IT turns out that my retention for the rules of anything—police procedure, job hierarchies, witchcraft—is severely limited by the time it takes my irritating brain to go, “But I’d do it THIS way!” I did my best to stick to the rules of witchcraft here, but in doing research it occurred to me that many people seemed to be making up their own. So, uhm, I did too. Just saying. If your friends are caught in a dimensional rift and you’re trying to get them out using hedge-witch magic, maybe don’t use this as a sourcebook.

As If by Magic

 

 

“REDDICK, Lockhart, and Baldwin Accounting, Alex Kennedy, associate, speaking.”

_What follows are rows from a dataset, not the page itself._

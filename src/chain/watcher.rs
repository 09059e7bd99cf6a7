//! Block Watcher
//!
//! Idle → Fetching → Applying → Idle. Each tick scans every block from the
//! watermark + 1 up to the tip, strictly in order. The watermark (and the
//! persisted checkpoint) only move after the whole range applied, so a
//! failing block makes the next tick rescan the same range; re-recording a
//! known transfer is a no-op.
//!
//! Hashes of our own withdrawals are only matched while applying. They are
//! reported to the driver after the checkpoint is saved, so a rescan still
//! recognizes them.

use std::collections::{HashMap, HashSet};
use std::sync::atomic::{AtomicU64, Ordering};
use std::sync::Arc;
use tracing::debug;

use super::sender::WithdrawalDriver;
use super::{BlockSource, ChainError, ScannedBlock};
use crate::common::logging::{log_chain_event, log_deposit_event};
use crate::storage::{CustodyStore, StorageError};
use crate::types::{format_units, Currency, NewTransfer};

pub struct BlockWatcher {
    network: String,
    source: Arc<dyn BlockSource>,
    store: Arc<dyn CustodyStore>,
    driver: Arc<WithdrawalDriver>,
    /// Currency id -> decimals
    decimals: HashMap<String, u8>,
    last_height: Arc<AtomicU64>,
}

impl BlockWatcher {
    pub fn new(
        network: &str,
        source: Arc<dyn BlockSource>,
        store: Arc<dyn CustodyStore>,
        driver: Arc<WithdrawalDriver>,
        currencies: &[Currency],
        last_height: Arc<AtomicU64>,
    ) -> Self {
        Self {
            network: network.to_string(),
            source,
            store,
            driver,
            decimals: currencies
                .iter()
                .map(|c| (c.id.to_string(), c.decimals))
                .collect(),
            last_height,
        }
    }

    /// Last fully applied height
    pub fn last_height(&self) -> u64 {
        self.last_height.load(Ordering::SeqCst)
    }

    /// Scan up to the current tip; returns the number of blocks applied
    pub async fn tick(&self) -> Result<u64, ChainError> {
        let tip = self.source.tip_height().await?;
        let last = self.last_height();

        if tip <= last {
            return Ok(0);
        }

        let mut recorded = 0;
        let mut own = Vec::new();
        for height in (last + 1)..=tip {
            let block = self.source.scan_block(height).await?;
            recorded += self.apply(&block, &mut own).await?;
        }

        self.store.save_checkpoint(&self.network, tip).await?;
        self.last_height.store(tip, Ordering::SeqCst);

        for hash in &own {
            self.driver.observe(hash).await;
        }

        log_chain_event(
            &self.network,
            "blocks_scanned",
            serde_json::json!({ "from": last + 1, "to": tip, "recorded": recorded }),
        );

        Ok(tip - last)
    }

    /// Record deposits of one block; in-flight hashes are pushed to `own`
    async fn apply(&self, block: &ScannedBlock, own: &mut Vec<String>) -> Result<usize, ChainError> {
        // Our own withdrawals show up in blocks too
        let mut skip = HashSet::new();
        for hash in &block.tx_hashes {
            if self.driver.inflight().contains(hash).await {
                skip.insert(hash.to_lowercase());
                own.push(hash.clone());
            }
        }

        let mut recorded = 0;
        for transfer in &block.transfers {
            if skip.contains(&transfer.txhash.to_lowercase()) {
                continue;
            }

            if self.store.find_owner(&transfer.to).await?.is_none() {
                continue;
            }

            let new = NewTransfer {
                txhash: transfer.txhash.clone(),
                value: transfer.value,
                network: self.network.clone(),
                currency: transfer.currency.clone(),
                to_address: transfer.to.clone(),
                block_height: Some(block.height),
            };

            match self.store.insert_transfer(&new).await {
                Ok(_) => {
                    recorded += 1;
                    let decimals = self.decimals.get(&transfer.currency).copied().unwrap_or(0);
                    log_deposit_event(
                        &self.network,
                        "transfer_detected",
                        &transfer.txhash,
                        &transfer.currency,
                        &format_units(transfer.value, decimals),
                        &transfer.to,
                    );
                }
                Err(StorageError::Duplicate(_)) => {
                    debug!(
                        target: "custody::deposit",
                        network = %self.network,
                        txhash = %transfer.txhash,
                        "transfer already recorded"
                    );
                }
                Err(e) => return Err(e.into()),
            }
        }

        Ok(recorded)
    }
}

#[cfg(test)]
mod tests {
    use super::*;
    use crate::chain::hot_wallet::{HotWallet, HotWalletCell};
    use crate::chain::sender::{MockFamilySender, SendAmount, Submission, WithdrawalRequest};
    use crate::chain::{MockBlockSource, ObservedTransfer};
    use crate::events::{EngineEvent, EventBus};
    use crate::keys::{AddressEncoding, PrivateKey};
    use crate::storage::MemoryCustodyStore;
    use crate::types::ChainFamily;
    use mockall::predicate::eq;
    use std::sync::atomic::AtomicUsize;

    const ETH: &str = "ETH_ETH_ETH";

    fn transfer(txhash: &str, to: &str) -> ObservedTransfer {
        ObservedTransfer {
            txhash: txhash.into(),
            to: to.into(),
            value: 1_500_000_000_000_000_000,
            currency: ETH.into(),
        }
    }

    fn block(height: u64, transfers: Vec<ObservedTransfer>) -> ScannedBlock {
        ScannedBlock {
            height,
            tx_hashes: transfers.iter().map(|t| t.txhash.clone()).collect(),
            transfers,
        }
    }

    async fn tracked_store() -> Arc<MemoryCustodyStore> {
        let store = Arc::new(MemoryCustodyStore::new());
        let wallet = store.create_wallet("user-1", "aa").await.unwrap();
        store.create_address(wallet.id, ETH, "0xtracked").await.unwrap();
        store
    }

    fn watcher(
        source: MockBlockSource,
        store: Arc<MemoryCustodyStore>,
        driver: Arc<WithdrawalDriver>,
        start: u64,
    ) -> BlockWatcher {
        BlockWatcher::new(
            "ETH",
            Arc::new(source),
            store,
            driver,
            &[Currency::native("ETH", ChainFamily::AccountGas)],
            Arc::new(AtomicU64::new(start)),
        )
    }

    fn idle_driver() -> Arc<WithdrawalDriver> {
        let hot = HotWallet::derive(PrivateKey::generate(), AddressEncoding::Ethereum).unwrap();
        Arc::new(WithdrawalDriver::new(
            "ETH",
            Arc::new(MockFamilySender::new()),
            EventBus::default(),
            HotWalletCell::new(hot),
        ))
    }

    #[tokio::test]
    async fn test_unchanged_tip_is_noop() {
        let mut source = MockBlockSource::new();
        source.expect_tip_height().returning(|| Ok(50));
        source.expect_scan_block().never();

        let store = tracked_store().await;
        let watcher = watcher(source, store.clone(), idle_driver(), 50);

        assert_eq!(watcher.tick().await.unwrap(), 0);
        assert_eq!(store.load_checkpoint("ETH").await.unwrap(), None);
    }

    #[tokio::test]
    async fn test_records_only_tracked_destinations() {
        let mut source = MockBlockSource::new();
        source.expect_tip_height().returning(|| Ok(51));
        source
            .expect_scan_block()
            .with(eq(51))
            .times(1)
            .returning(|h| {
                Ok(block(
                    h,
                    vec![transfer("0xaa", "0xtracked"), transfer("0xbb", "0xstranger")],
                ))
            });

        let store = tracked_store().await;
        let watcher = watcher(source, store.clone(), idle_driver(), 50);

        assert_eq!(watcher.tick().await.unwrap(), 1);
        assert_eq!(store.transfer_count().await, 1);

        let recorded = store.transfer("0xaa").await.unwrap();
        assert_eq!(recorded.block_height, Some(51));
        assert!(!recorded.confirmed);
        assert_eq!(watcher.last_height(), 51);
        assert_eq!(store.load_checkpoint("ETH").await.unwrap(), Some(51));
    }

    #[tokio::test]
    async fn test_failed_block_keeps_watermark_and_rescans_range() {
        let mut source = MockBlockSource::new();
        source.expect_tip_height().returning(|| Ok(52));
        source
            .expect_scan_block()
            .with(eq(51))
            .times(2)
            .returning(|h| Ok(block(h, vec![transfer("0xaa", "0xtracked")])));

        let attempts = Arc::new(AtomicUsize::new(0));
        let counter = attempts.clone();
        source
            .expect_scan_block()
            .with(eq(52))
            .times(2)
            .returning(move |h| {
                if counter.fetch_add(1, Ordering::SeqCst) == 0 {
                    Err(ChainError::Rpc("connection reset".into()))
                } else {
                    Ok(block(h, vec![]))
                }
            });

        let store = tracked_store().await;
        let watcher = watcher(source, store.clone(), idle_driver(), 50);

        assert!(watcher.tick().await.is_err());
        assert_eq!(watcher.last_height(), 50);
        assert_eq!(store.load_checkpoint("ETH").await.unwrap(), None);

        assert_eq!(watcher.tick().await.unwrap(), 2);
        assert_eq!(watcher.last_height(), 52);
        assert_eq!(store.transfer_count().await, 1);
        assert_eq!(attempts.load(Ordering::SeqCst), 2);
    }

    #[tokio::test]
    async fn test_own_withdrawal_is_not_recorded_as_deposit() {
        let mut sender = MockFamilySender::new();
        sender
            .expect_submit()
            .returning(|_, _| Ok(Submission::Sent { hash: "0xcc".into() }));

        let hot = HotWallet::derive(PrivateKey::generate(), AddressEncoding::Ethereum).unwrap();
        let events = EventBus::default();
        let mut rx = events.subscribe();
        let driver = Arc::new(WithdrawalDriver::new(
            "ETH",
            Arc::new(sender),
            events,
            HotWalletCell::new(hot),
        ));

        driver
            .withdraw(WithdrawalRequest {
                from: "0xhot".into(),
                from_key: PrivateKey::generate(),
                currency: Currency::native("ETH", ChainFamily::AccountGas),
                amount: SendAmount::Exact(1),
                to: "0xtracked".into(),
            })
            .await
            .unwrap();

        let mut source = MockBlockSource::new();
        source.expect_tip_height().returning(|| Ok(51));
        source
            .expect_scan_block()
            .returning(|h| Ok(block(h, vec![transfer("0xcc", "0xtracked")])));

        let store = tracked_store().await;
        let watcher = watcher(source, store.clone(), driver.clone(), 50);
        watcher.tick().await.unwrap();

        assert_eq!(store.transfer_count().await, 0);
        assert!(driver.inflight().is_empty().await);
        assert!(matches!(
            rx.try_recv().unwrap(),
            EngineEvent::WithdrawalCompleted { ref hash, .. } if hash == "0xcc"
        ));
    }

    #[tokio::test]
    async fn test_top_up_in_rescanned_range_is_never_a_deposit() {
        let mut seq = mockall::Sequence::new();
        let mut sender = MockFamilySender::new();
        sender
            .expect_submit()
            .times(1)
            .in_sequence(&mut seq)
            .returning(|_, _| Ok(Submission::GasTopUp { hash: "0xtop".into() }));
        sender
            .expect_submit()
            .times(1)
            .in_sequence(&mut seq)
            .returning(|_, _| Ok(Submission::Sent { hash: "0xusdt".into() }));

        let hot = HotWallet::derive(PrivateKey::generate(), AddressEncoding::Ethereum).unwrap();
        let driver = Arc::new(WithdrawalDriver::new(
            "ETH",
            Arc::new(sender),
            EventBus::default(),
            HotWalletCell::new(hot),
        ));

        // Gas for a sweep out of a tracked deposit address
        driver
            .withdraw(WithdrawalRequest {
                from: "0xtracked".into(),
                from_key: PrivateKey::generate(),
                currency: Currency::token(
                    "USDT",
                    "ETH",
                    ChainFamily::AccountGas,
                    "0xdac17f958d2ee523a2206206994597c13d831ec7".into(),
                    6,
                ),
                amount: SendAmount::All,
                to: "0xcold".into(),
            })
            .await
            .unwrap();
        assert!(driver.inflight().contains("0xtop").await);

        let mut source = MockBlockSource::new();
        source.expect_tip_height().returning(|| Ok(52));
        source
            .expect_scan_block()
            .with(eq(51))
            .times(2)
            .returning(|h| Ok(block(h, vec![transfer("0xtop", "0xtracked")])));

        let attempts = Arc::new(AtomicUsize::new(0));
        let counter = attempts.clone();
        source
            .expect_scan_block()
            .with(eq(52))
            .times(2)
            .returning(move |h| {
                if counter.fetch_add(1, Ordering::SeqCst) == 0 {
                    Err(ChainError::Rpc("connection reset".into()))
                } else {
                    Ok(block(h, vec![]))
                }
            });

        let store = tracked_store().await;
        let watcher = watcher(source, store.clone(), driver.clone(), 50);

        assert!(watcher.tick().await.is_err());
        assert_eq!(store.transfer_count().await, 0);
        assert!(driver.inflight().contains("0xtop").await);

        assert_eq!(watcher.tick().await.unwrap(), 2);
        assert_eq!(store.transfer_count().await, 0);
        assert!(!driver.inflight().contains("0xtop").await);
        assert!(driver.inflight().contains("0xusdt").await);
        assert_eq!(driver.inflight().len().await, 1);
    }
}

Alex spoke into his headset and continued to enter figures from the box of receipts on his left into the spreadsheet on his computer. According to his friends, this ability made him “spooky smart,” but given that he was the least talented witch in a coven of seven, he thought the “spooky” was just there to flatter him.

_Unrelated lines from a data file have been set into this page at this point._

//! Storage Trait Definitions
//!
//! The durable store the engine needs: wallets, addresses, incoming
//! transfers and per-network height checkpoints.
//! Implementations can use SQLite (production) or in-memory (testing).

use async_trait::async_trait;
use thiserror::Error;

use crate::types::{AddressOwner, AddressRecord, NewTransfer, PendingTransfer, WalletRecord};

/// Storage errors
#[derive(Debug, Error)]
pub enum StorageError {
    #[error("Record not found: {0}")]
    NotFound(String),

    #[error("Duplicate record: {0}")]
    Duplicate(String),

    #[error("Database error: {0}")]
    Database(String),

    #[error("Invalid data: {0}")]
    InvalidData(String),

    #[error("Connection error: {0}")]
    Connection(String),
}

/// Result type for storage operations
pub type StorageResult<T> = Result<T, StorageError>;

/// Custody storage interface
///
/// Implementations:
/// - `SqliteCustodyStore` - Production storage with SQLite
/// - `MemoryCustodyStore` - In-memory storage for testing
#[async_trait]
pub trait CustodyStore: Send + Sync {
    /// Find the wallet for a correlation key
    async fn find_wallet(&self, uhash: &str) -> StorageResult<Option<WalletRecord>>;

    /// Create a wallet; `Duplicate` if `uhash` already has one
    async fn create_wallet(&self, uhash: &str, private_key: &str) -> StorageResult<WalletRecord>;

    /// Find the address row of a wallet for one coin
    async fn find_address(&self, wallet_id: i64, coin: &str) -> StorageResult<Option<AddressRecord>>;

    /// Create an address row; `Duplicate` if `(wallet_id, coin)` already exists
    async fn create_address(
        &self,
        wallet_id: i64,
        coin: &str,
        address: &str,
    ) -> StorageResult<AddressRecord>;

    /// Resolve an on-chain address to its row and owning wallet
    async fn find_owner(&self, address: &str) -> StorageResult<Option<AddressOwner>>;

    /// Record an incoming transfer; `Duplicate` if `txhash` is already recorded
    async fn insert_transfer(&self, transfer: &NewTransfer) -> StorageResult<PendingTransfer>;

    /// Unconfirmed transfers in any of `currencies`
    async fn list_unconfirmed(&self, currencies: &[String]) -> StorageResult<Vec<PendingTransfer>>;

    /// Flip `confirmed` false → true. Returns `false` if it was already set.
    async fn mark_confirmed(&self, txhash: &str) -> StorageResult<bool>;

    /// Confirmed transfers in any of `currencies` whose sweep is outstanding
    async fn list_unswept(&self, currencies: &[String]) -> StorageResult<Vec<PendingTransfer>>;

    /// Record that the sweep of `txhash` was accepted
    async fn mark_swept(&self, txhash: &str) -> StorageResult<()>;

    /// Last fully scanned height of a network
    async fn load_checkpoint(&self, network: &str) -> StorageResult<Option<u64>>;

    /// Persist the last fully scanned height of a network
    async fn save_checkpoint(&self, network: &str, height: u64) -> StorageResult<()>;
}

“Hey, it’s me,” his roommate said, sounding quiet and nervous—but then, Bartholomew Baker was possibly the most painfully shy person Alex had ever met, so he always sounded like that. “I… uh, was wondering if, uh, you could walk Glinda tonight. I mean, a second time. Lachlan took her out this morning, and he’s been doing his accounts at our kitchen table, but he was, uh, sort of hoping we could go back to his place tonight.” Alex could actually hear his anxious swallow over the phone. “So we could, you know, have tomorrow for the coven meeting.”

And tonight for making hot lemming love, Alex thought dryly. Bartholomew and Lachlan had only gotten together two weeks ago—but there was nearly two years of pent-up longing built up between them, and although Lachlan was very solicitous about how guarded Bartholomew was, Alex had no doubt they were making the most of every private moment.

He suppressed a sigh.

If only he could have some private moments of his own.

“I hear you,” Alex said. “You’ll be there for the ritual tonight, right?” he asked a little nervously. “I mean, before you leave?”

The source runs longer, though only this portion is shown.